### Exercise data
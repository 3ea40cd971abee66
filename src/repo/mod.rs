//! Proxy repository: feeds, sources, items and aggregates on one environment.
//!
//! Every table lives in a single [`Environment`], so all state changes share
//! one commit stream. Reference data (feeds and forward destinations) is
//! deduplicated through [`KeyedRecordStore`]; lifecycle hand-offs between
//! pipeline stages go through [`DurableQueue`](crate::queue::DurableQueue)s.

pub mod aggregate;
pub mod feed;
pub mod source;

pub use aggregate::{AggregateDao, AggregateKey, AggregatePacker, AggregateValue};
pub use feed::{FeedKey, ForwardDest};
pub use source::{SourceDao, SourceItem, SourceItemKey, SourceRecord};

use crate::config::RepoConfig;
use crate::env::Environment;
use crate::error::Result;
use crate::keyed_store::KeyedRecordStore;
use std::sync::Arc;
use std::time::{Duration, SystemTime, UNIX_EPOCH};

/// High-water marks of the source ids and aggregate disambiguators.
pub(crate) const ROW_KEY_TABLE: &str = "row-key";

/// Milliseconds since the Unix epoch.
pub(crate) fn now_ms() -> u64 {
    SystemTime::now().duration_since(UNIX_EPOCH).map(|elapsed| elapsed.as_millis() as u64).unwrap_or(0)
}

/// Durable state of one proxy instance.
///
/// # Example
///
/// ```rust,no_run
/// use proxydb::{ProxyRepo, RepoConfig, SourceItem};
///
/// # fn main() -> Result<(), proxydb::Error> {
/// let repo = ProxyRepo::open(RepoConfig::new("./proxy-data"))?;
/// let feed = repo.get_or_create_feed("TEST-EVENTS", None)?;
///
/// repo.add_source(42, feed)?;
/// let source = repo.get_next_source()?;
/// repo.set_source_examined(source, vec![SourceItem::new("001.dat", feed, 512)])?;
/// repo.aggregate_source(repo.get_next_examined_source()?)?;
/// repo.close()?;
/// # Ok(())
/// # }
/// ```
pub struct ProxyRepo {
    env: Arc<Environment>,
    config: RepoConfig,
    feeds: KeyedRecordStore<u32, FeedKey>,
    forward_dests: KeyedRecordStore<u32, ForwardDest>,
    sources: SourceDao,
    aggregates: AggregateDao,
}

impl ProxyRepo {
    /// Opens (or creates) the repository at `config.db_dir`.
    pub fn open(config: RepoConfig) -> Result<Self> {
        config.validate()?;
        let env = Environment::open(&config.db_dir, config.options.clone())?;
        let batch = config.queue_delete_batch_size;

        let feeds = KeyedRecordStore::open(&env, "feed")?;
        let forward_dests = KeyedRecordStore::open(&env, "forward-dest")?;
        let sources = SourceDao::open(&env, batch)?;
        let aggregates = AggregateDao::open(&env, config.aggregator.clone(), batch)?;

        log::info!("Opened proxy repository at {:?}", config.db_dir);
        Ok(Self { env, config, feeds, forward_dests, sources, aggregates })
    }

    /// Underlying environment.
    pub fn env(&self) -> &Arc<Environment> {
        &self.env
    }

    /// Configuration the repository was opened with.
    pub fn config(&self) -> &RepoConfig {
        &self.config
    }

    /// Feed reference store.
    pub fn feeds(&self) -> &KeyedRecordStore<u32, FeedKey> {
        &self.feeds
    }

    /// Forward destination reference store.
    pub fn forward_dests(&self) -> &KeyedRecordStore<u32, ForwardDest> {
        &self.forward_dests
    }

    /// Source tables and queues.
    pub fn sources(&self) -> &SourceDao {
        &self.sources
    }

    /// Aggregate table and queues.
    pub fn aggregates(&self) -> &AggregateDao {
        &self.aggregates
    }

    /// Id of the feed, creating it if needed.
    pub fn get_or_create_feed(&self, feed: &str, type_name: Option<&str>) -> Result<u32> {
        self.feeds.get_or_create_id(&FeedKey::new(feed, type_name))
    }

    /// Feed by id.
    pub fn get_feed(&self, id: u32) -> Result<Option<FeedKey>> {
        self.feeds.get(id)
    }

    /// Id of the forward destination, creating it if needed.
    pub fn get_or_create_forward_dest(&self, name: &str) -> Result<u32> {
        self.forward_dests.get_or_create_id(&ForwardDest { name: name.to_string() })
    }

    /// Forward destination by id.
    pub fn get_forward_dest(&self, id: u32) -> Result<Option<ForwardDest>> {
        self.forward_dests.get(id)
    }

    /// Registers a source on a feed and queues it for examination.
    pub fn add_source(&self, store_id: u64, feed_id: u32) -> Result<u64> {
        self.sources.add_source(store_id, feed_id)
    }

    /// Blocks until a new source is available.
    pub fn get_next_source(&self) -> Result<u64> {
        self.sources.get_next_source()
    }

    /// Like [`ProxyRepo::get_next_source`], giving up after `timeout`.
    pub fn get_next_source_timeout(&self, timeout: Duration) -> Result<Option<u64>> {
        self.sources.get_next_source_timeout(timeout)
    }

    /// Records the items found in a source.
    pub fn set_source_examined(&self, source_id: u64, items: Vec<SourceItem>) -> Result<()> {
        self.sources.set_source_examined(source_id, items)
    }

    /// Blocks until an examined source is available.
    pub fn get_next_examined_source(&self) -> Result<u64> {
        self.sources.get_next_examined_source()
    }

    /// Like [`ProxyRepo::get_next_examined_source`], giving up after `timeout`.
    pub fn get_next_examined_source_timeout(&self, timeout: Duration) -> Result<Option<u64>> {
        self.sources.get_next_examined_source_timeout(timeout)
    }

    /// Folds the items of an examined source into aggregates and queues the
    /// source for deletion. Returns the number of items assigned.
    pub fn aggregate_source(&self, source_id: u64) -> Result<usize> {
        self.sources.aggregate_source(source_id, self.aggregates.packer(), now_ms())
    }

    /// Closes aggregates that reached a bound or aged out.
    pub fn close_aggregates(&self) -> Result<usize> {
        self.aggregates.close_aggregates()
    }

    /// Blocks until a completed aggregate is ready to forward.
    pub fn get_new_aggregate(&self) -> Result<AggregateKey> {
        self.aggregates.get_new_aggregate()
    }

    /// Like [`ProxyRepo::get_new_aggregate`], giving up after `timeout`.
    pub fn get_new_aggregate_timeout(&self, timeout: Duration) -> Result<Option<AggregateKey>> {
        self.aggregates.get_new_aggregate_timeout(timeout)
    }

    /// Marks an aggregate as forwarded.
    pub fn set_aggregate_forwarded(&self, key: &AggregateKey) -> Result<()> {
        self.aggregates.set_aggregate_forwarded(key)
    }

    /// Blocks until a forwarded aggregate is ready to delete.
    pub fn get_deletable_aggregate(&self) -> Result<AggregateKey> {
        self.aggregates.get_deletable_aggregate()
    }

    /// Like [`ProxyRepo::get_deletable_aggregate`], giving up after `timeout`.
    pub fn get_deletable_aggregate_timeout(&self, timeout: Duration) -> Result<Option<AggregateKey>> {
        self.aggregates.get_deletable_aggregate_timeout(timeout)
    }

    /// Deletes an aggregate record.
    pub fn delete_aggregate(&self, key: &AggregateKey) -> Result<bool> {
        self.aggregates.delete_aggregate(key)
    }

    /// Blocks until a source is ready for deletion.
    pub fn get_deletable_source(&self) -> Result<u64> {
        self.sources.get_deletable_source()
    }

    /// Like [`ProxyRepo::get_deletable_source`], giving up after `timeout`.
    pub fn get_deletable_source_timeout(&self, timeout: Duration) -> Result<Option<u64>> {
        self.sources.get_deletable_source_timeout(timeout)
    }

    /// Deletes a source and its items.
    pub fn delete_source(&self, source_id: u64) -> Result<bool> {
        self.sources.delete_source(source_id)
    }

    /// Removes all repository state.
    pub fn clear(&self) -> Result<()> {
        self.sources.clear()?;
        self.aggregates.clear()?;
        self.feeds.clear()?;
        self.forward_dests.clear()?;
        self.env.sync()
    }

    /// Waits until everything written so far is durable.
    pub fn sync(&self) -> Result<()> {
        self.env.sync()
    }

    /// Closes the environment, waking blocked consumers.
    pub fn close(&self) -> Result<()> {
        self.env.close()
    }
}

### Aim of the task
For this exercise, please output exactly the lines above starting at the line with "self.aggregates.get_new_aggregate()" and ending at the line with "ready to delete.", ends included.

### Result for this task
        self.aggregates.get_new_aggregate()
    }

    /// Like [`ProxyRepo::get_new_aggregate`], giving up after `timeout`.
    pub fn get_new_aggregate_timeout(&self, timeout: Duration) -> Result<Option<AggregateKey>> {
        self.aggregates.get_new_aggregate_timeout(timeout)
    }

    /// Marks an aggregate as forwarded.
    pub fn set_aggregate_forwarded(&self, key: &AggregateKey) -> Result<()> {
        self.aggregates.set_aggregate_forwarded(key)
    }

    /// Blocks until a forwarded aggregate is ready to delete.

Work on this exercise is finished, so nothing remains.